* [Aim of the task]: Each record beneath this line should be returned exactly as it is.

* [Supplied records]:
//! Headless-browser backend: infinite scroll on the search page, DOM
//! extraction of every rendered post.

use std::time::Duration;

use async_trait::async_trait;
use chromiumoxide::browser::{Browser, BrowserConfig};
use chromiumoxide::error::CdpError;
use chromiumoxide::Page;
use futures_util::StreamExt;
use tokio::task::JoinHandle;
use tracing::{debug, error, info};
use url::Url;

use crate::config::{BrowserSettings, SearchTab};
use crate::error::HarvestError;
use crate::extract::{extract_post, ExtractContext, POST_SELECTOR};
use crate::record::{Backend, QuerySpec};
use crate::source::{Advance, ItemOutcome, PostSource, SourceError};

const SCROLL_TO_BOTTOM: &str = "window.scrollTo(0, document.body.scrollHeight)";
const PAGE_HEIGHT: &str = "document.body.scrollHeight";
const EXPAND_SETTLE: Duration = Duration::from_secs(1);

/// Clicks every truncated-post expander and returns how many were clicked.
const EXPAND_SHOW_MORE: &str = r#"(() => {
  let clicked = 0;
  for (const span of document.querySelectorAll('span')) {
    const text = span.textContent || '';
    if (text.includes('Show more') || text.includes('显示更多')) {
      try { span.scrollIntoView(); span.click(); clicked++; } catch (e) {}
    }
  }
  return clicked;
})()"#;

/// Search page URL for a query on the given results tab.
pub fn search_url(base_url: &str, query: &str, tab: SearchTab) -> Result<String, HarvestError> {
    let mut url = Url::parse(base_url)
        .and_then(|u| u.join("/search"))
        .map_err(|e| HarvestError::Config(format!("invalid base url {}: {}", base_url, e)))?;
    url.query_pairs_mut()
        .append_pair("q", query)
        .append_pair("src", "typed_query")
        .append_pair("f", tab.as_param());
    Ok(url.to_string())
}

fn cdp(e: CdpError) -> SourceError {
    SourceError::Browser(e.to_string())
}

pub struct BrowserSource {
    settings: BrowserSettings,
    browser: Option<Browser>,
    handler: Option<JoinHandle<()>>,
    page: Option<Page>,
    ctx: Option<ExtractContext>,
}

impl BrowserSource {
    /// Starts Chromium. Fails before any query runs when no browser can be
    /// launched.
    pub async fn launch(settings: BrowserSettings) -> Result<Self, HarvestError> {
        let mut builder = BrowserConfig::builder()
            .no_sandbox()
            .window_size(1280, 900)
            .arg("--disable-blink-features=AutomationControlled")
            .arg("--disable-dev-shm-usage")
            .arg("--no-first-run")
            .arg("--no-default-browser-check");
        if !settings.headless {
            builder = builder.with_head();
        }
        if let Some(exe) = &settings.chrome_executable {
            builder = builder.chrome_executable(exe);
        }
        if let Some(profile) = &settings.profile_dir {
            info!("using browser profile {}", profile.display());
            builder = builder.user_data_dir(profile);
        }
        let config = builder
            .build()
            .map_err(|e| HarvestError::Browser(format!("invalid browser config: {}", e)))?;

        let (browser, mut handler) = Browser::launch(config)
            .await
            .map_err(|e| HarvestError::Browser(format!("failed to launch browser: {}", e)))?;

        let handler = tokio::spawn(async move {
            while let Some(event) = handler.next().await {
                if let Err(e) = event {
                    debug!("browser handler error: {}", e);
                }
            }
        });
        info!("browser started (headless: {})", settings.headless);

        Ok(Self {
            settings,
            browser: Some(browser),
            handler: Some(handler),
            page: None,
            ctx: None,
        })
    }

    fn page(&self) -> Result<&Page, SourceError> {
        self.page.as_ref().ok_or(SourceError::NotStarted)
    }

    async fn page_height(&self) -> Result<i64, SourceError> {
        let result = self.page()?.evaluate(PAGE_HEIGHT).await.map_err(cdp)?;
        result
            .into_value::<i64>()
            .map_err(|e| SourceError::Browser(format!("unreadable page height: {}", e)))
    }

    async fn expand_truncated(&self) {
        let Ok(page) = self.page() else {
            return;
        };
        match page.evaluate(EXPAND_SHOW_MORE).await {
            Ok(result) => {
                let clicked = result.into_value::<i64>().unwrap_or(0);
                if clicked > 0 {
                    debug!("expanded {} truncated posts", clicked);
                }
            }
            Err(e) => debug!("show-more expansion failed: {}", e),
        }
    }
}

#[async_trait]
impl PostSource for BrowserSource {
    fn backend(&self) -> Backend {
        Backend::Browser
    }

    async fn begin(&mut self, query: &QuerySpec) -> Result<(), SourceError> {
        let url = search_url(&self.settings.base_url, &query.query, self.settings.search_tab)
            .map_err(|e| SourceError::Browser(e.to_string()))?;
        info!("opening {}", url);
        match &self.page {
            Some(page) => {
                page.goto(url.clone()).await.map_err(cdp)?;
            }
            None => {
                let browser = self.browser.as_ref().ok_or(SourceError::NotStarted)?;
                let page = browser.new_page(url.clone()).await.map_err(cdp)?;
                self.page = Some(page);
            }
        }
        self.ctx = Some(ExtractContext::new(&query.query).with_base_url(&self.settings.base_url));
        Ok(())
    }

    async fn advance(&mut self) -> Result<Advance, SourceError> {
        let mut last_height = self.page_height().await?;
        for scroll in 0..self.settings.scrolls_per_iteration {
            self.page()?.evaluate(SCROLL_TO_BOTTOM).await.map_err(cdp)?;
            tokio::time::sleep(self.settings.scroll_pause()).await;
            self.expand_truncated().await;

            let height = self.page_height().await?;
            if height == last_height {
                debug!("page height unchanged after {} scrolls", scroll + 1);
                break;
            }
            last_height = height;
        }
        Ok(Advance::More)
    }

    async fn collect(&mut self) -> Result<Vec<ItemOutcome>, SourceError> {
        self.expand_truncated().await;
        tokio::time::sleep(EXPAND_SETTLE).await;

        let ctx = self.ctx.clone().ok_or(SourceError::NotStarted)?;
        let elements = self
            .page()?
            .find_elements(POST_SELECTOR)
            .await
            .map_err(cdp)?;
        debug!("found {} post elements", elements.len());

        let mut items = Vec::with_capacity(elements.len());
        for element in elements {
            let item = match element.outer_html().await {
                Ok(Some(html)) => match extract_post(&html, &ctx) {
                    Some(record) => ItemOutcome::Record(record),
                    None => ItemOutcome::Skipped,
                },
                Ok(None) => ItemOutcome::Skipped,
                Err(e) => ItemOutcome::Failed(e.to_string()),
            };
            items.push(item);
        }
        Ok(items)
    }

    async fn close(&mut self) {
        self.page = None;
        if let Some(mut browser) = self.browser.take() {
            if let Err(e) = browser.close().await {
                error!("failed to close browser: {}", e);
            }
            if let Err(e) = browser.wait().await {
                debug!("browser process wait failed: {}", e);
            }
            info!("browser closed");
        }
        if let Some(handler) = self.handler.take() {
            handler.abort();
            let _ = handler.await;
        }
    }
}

* [Problem solution]:
//! Headless-browser backend: infinite scroll on the search page, DOM
//! extraction of every rendered post.

use std::time::Duration;

use async_trait::async_trait;
use chromiumoxide::browser::{Browser, BrowserConfig};
use chromiumoxide::error::CdpError;
use chromiumoxide::Page;
use futures_util::StreamExt;
use tokio::task::JoinHandle;
use tracing::{debug, error, info};
use url::Url;

use crate::config::{BrowserSettings, SearchTab};
use crate::error::HarvestError;
use crate::extract::{extract_post, ExtractContext, POST_SELECTOR};
use crate::record::{Backend, QuerySpec};
use crate::source::{Advance, ItemOutcome, PostSource, SourceError};

const SCROLL_TO_BOTTOM: &str = "window.scrollTo(0, document.body.scrollHeight)";
const PAGE_HEIGHT: &str = "document.body.scrollHeight";
const EXPAND_SETTLE: Duration = Duration::from_secs(1);

/// Clicks every truncated-post expander and returns how many were clicked.
const EXPAND_SHOW_MORE: &str = r#"(() => {
  let clicked = 0;
  for (const span of document.querySelectorAll('span')) {
    const text = span.textContent || '';
    if (text.includes('Show more') || text.includes('显示更多')) {
      try { span.scrollIntoView(); span.click(); clicked++; } catch (e) {}
    }
  }
  return clicked;
})()"#;

/// Search page URL for a query on the given results tab.
pub fn search_url(base_url: &str, query: &str, tab: SearchTab) -> Result<String, HarvestError> {
    let mut url = Url::parse(base_url)
        .and_then(|u| u.join("/search"))
        .map_err(|e| HarvestError::Config(format!("invalid base url {}: {}", base_url, e)))?;
    url.query_pairs_mut()
        .append_pair("q", query)
        .append_pair("src", "typed_query")
        .append_pair("f", tab.as_param());
    Ok(url.to_string())
}

fn cdp(e: CdpError) -> SourceError {
    SourceError::Browser(e.to_string())
}

pub struct BrowserSource {
    settings: BrowserSettings,
    browser: Option<Browser>,
    handler: Option<JoinHandle<()>>,
    page: Option<Page>,
    ctx: Option<ExtractContext>,
}

impl BrowserSource {
    /// Starts Chromium. Fails before any query runs when no browser can be
    /// launched.
    pub async fn launch(settings: BrowserSettings) -> Result<Self, HarvestError> {
        let mut builder = BrowserConfig::builder()
            .no_sandbox()
            .window_size(1280, 900)
            .arg("--disable-blink-features=AutomationControlled")
            .arg("--disable-dev-shm-usage")
            .arg("--no-first-run")
            .arg("--no-default-browser-check");
        if !settings.headless {
            builder = builder.with_head();
        }
        if let Some(exe) = &settings.chrome_executable {
            builder = builder.chrome_executable(exe);
        }
        if let Some(profile) = &settings.profile_dir {
            info!("using browser profile {}", profile.display());
            builder = builder.user_data_dir(profile);
        }
        let config = builder
            .build()
            .map_err(|e| HarvestError::Browser(format!("invalid browser config: {}", e)))?;

        let (browser, mut handler) = Browser::launch(config)
            .await
            .map_err(|e| HarvestError::Browser(format!("failed to launch browser: {}", e)))?;

        let handler = tokio::spawn(async move {
            while let Some(event) = handler.next().await {
                if let Err(e) = event {
                    debug!("browser handler error: {}", e);
                }
            }
        });
        info!("browser started (headless: {})", settings.headless);

        Ok(Self {
            settings,
            browser: Some(browser),
            handler: Some(handler),
            page: None,
            ctx: None,
        })
    }

    fn page(&self) -> Result<&Page, SourceError> {
        self.page.as_ref().ok_or(SourceError::NotStarted)
    }

    async fn page_height(&self) -> Result<i64, SourceError> {
        let result = self.page()?.evaluate(PAGE_HEIGHT).await.map_err(cdp)?;
        result
            .into_value::<i64>()
            .map_err(|e| SourceError::Browser(format!("unreadable page height: {}", e)))
    }

    async fn expand_truncated(&self) {
        let Ok(page) = self.page() else {
            return;
        };
        match page.evaluate(EXPAND_SHOW_MORE).await {
            Ok(result) => {
                let clicked = result.into_value::<i64>().unwrap_or(0);
                if clicked > 0 {
                    debug!("expanded {} truncated posts", clicked);
                }
            }
            Err(e) => debug!("show-more expansion failed: {}", e),
        }
    }
}

#[async_trait]
impl PostSource for BrowserSource {
    fn backend(&self) -> Backend {
        Backend::Browser
    }

    async fn begin(&mut self, query: &QuerySpec) -> Result<(), SourceError> {
        let url = search_url(&self.settings.base_url, &query.query, self.settings.search_tab)
            .map_err(|e| SourceError::Browser(e.to_string()))?;
        info!("opening {}", url);
        match &self.page {
            Some(page) => {
                page.goto(url.clone()).await.map_err(cdp)?;
            }
            None => {
                let browser = self.browser.as_ref().ok_or(SourceError::NotStarted)?;
                let page = browser.new_page(url.clone()).await.map_err(cdp)?;
                self.page = Some(page);
            }
        }
        self.ctx = Some(ExtractContext::new(&query.query).with_base_url(&self.settings.base_url));
        Ok(())
    }

    async fn advance(&mut self) -> Result<Advance, SourceError> {
        let mut last_height = self.page_height().await?;
        for scroll in 0..self.settings.scrolls_per_iteration {
            self.page()?.evaluate(SCROLL_TO_BOTTOM).await.map_err(cdp)?;
            tokio::time::sleep(self.settings.scroll_pause()).await;
            self.expand_truncated().await;

            let height = self.page_height().await?;
            if height == last_height {
                debug!("page height unchanged after {} scrolls", scroll + 1);
                break;
            }
            last_height = height;
        }
        Ok(Advance::More)
    }

    async fn collect(&mut self) -> Result<Vec<ItemOutcome>, SourceError> {
        self.expand_truncated().await;
        tokio::time::sleep(EXPAND_SETTLE).await;

        let ctx = self.ctx.clone().ok_or(SourceError::NotStarted)?;
        let elements = self
            .page()?
            .find_elements(POST_SELECTOR)
            .await
            .map_err(cdp)?;
        debug!("found {} post elements", elements.len());

        let mut items = Vec::with_capacity(elements.len());
        for element in elements {
            let item = match element.outer_html().await {
                Ok(Some(html)) => match extract_post(&html, &ctx) {
                    Some(record) => ItemOutcome::Record(record),
                    None => ItemOutcome::Skipped,
                },
                Ok(None) => ItemOutcome::Skipped,
                Err(e) => ItemOutcome::Failed(e.to_string()),
            };
            items.push(item);
        }
        Ok(items)
    }

    async fn close(&mut self) {
        self.page = None;
        if let Some(mut browser) = self.browser.take() {
            if let Err(e) = browser.close().await {
                error!("failed to close browser: {}", e);
            }
            if let Err(e) = browser.wait().await {
                debug!("browser process wait failed: {}", e);
            }
            info!("browser closed");
        }
        if let Some(handler) = self.handler.take() {
            handler.abort();
            let _ = handler.await;
        }
    }
}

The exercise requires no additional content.